(Items listed in a dataset)
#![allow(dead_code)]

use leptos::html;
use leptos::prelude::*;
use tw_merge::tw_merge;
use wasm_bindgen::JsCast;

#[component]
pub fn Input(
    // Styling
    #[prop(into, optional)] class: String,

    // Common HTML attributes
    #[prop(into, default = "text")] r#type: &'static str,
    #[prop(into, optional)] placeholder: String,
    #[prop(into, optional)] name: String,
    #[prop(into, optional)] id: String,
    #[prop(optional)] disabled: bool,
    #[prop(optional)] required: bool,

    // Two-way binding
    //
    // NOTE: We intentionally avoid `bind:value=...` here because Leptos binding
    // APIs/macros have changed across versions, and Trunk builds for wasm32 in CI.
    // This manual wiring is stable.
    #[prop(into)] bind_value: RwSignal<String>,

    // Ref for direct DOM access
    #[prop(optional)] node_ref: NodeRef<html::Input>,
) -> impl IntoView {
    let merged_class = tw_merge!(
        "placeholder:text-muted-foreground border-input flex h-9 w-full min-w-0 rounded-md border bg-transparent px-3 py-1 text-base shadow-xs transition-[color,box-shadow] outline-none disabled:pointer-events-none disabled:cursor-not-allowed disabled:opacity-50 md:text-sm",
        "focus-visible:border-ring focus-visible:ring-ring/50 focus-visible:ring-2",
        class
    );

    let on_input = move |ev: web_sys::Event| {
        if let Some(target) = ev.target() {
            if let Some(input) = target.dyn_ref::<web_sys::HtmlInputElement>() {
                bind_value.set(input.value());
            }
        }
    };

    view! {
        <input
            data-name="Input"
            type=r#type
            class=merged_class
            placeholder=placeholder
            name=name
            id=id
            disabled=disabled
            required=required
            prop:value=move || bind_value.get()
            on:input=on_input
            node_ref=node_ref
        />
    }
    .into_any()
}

* **WHAT IS EXPECTED**
When you reach the line that contains "Common HTML attributes", stop; that line and every line before it, from the very first line of the data, should be restated word for word.

* **PROBLEM SOLUTION**
#![allow(dead_code)]

use leptos::html;
use leptos::prelude::*;
use tw_merge::tw_merge;
use wasm_bindgen::JsCast;

#[component]
pub fn Input(
    // Styling
    #[prop(into, optional)] class: String,

    // Common HTML attributes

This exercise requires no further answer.